┌──

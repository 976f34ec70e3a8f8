//! Doc-index registration — one JSON POST, non-fatal on failure.

use anyhow::{Context, Result};
use serde_json::{json, Map, Value};

use mozdoc_core::config;

/// POST `{config, github_remote}` to the registry endpoint.
///
/// Returns the endpoint URL on acknowledgement so the caller can report it.
pub fn register(merged_config: &Map<String, Value>, remote: &str) -> Result<String> {
    let url = config::registry_url(merged_config);
    let payload = json!({
        "config": Value::Object(merged_config.clone()),
        "github_remote": remote,
    });

    let response = ureq::post(&url)
        .send_json(payload)
        .with_context(|| format!("registration POST to {url} failed"))?;
    tracing::debug!(status = response.status(), url = %url, "doc index acknowledged");
    Ok(url)
}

└──

**TASK PROMPT:** Return, unchanged, each line from the line containing "can report it." through the last line of the material.

**EXPECTED ANSWER:**
/// Returns the endpoint URL on acknowledgement so the caller can report it.
pub fn register(merged_config: &Map<String, Value>, remote: &str) -> Result<String> {
    let url = config::registry_url(merged_config);
    let payload = json!({
        "config": Value::Object(merged_config.clone()),
        "github_remote": remote,
    });

    let response = ureq::post(&url)
        .send_json(payload)
        .with_context(|| format!("registration POST to {url} failed"))?;
    tracing::debug!(status = response.status(), url = %url, "doc index acknowledged");
    Ok(url)
}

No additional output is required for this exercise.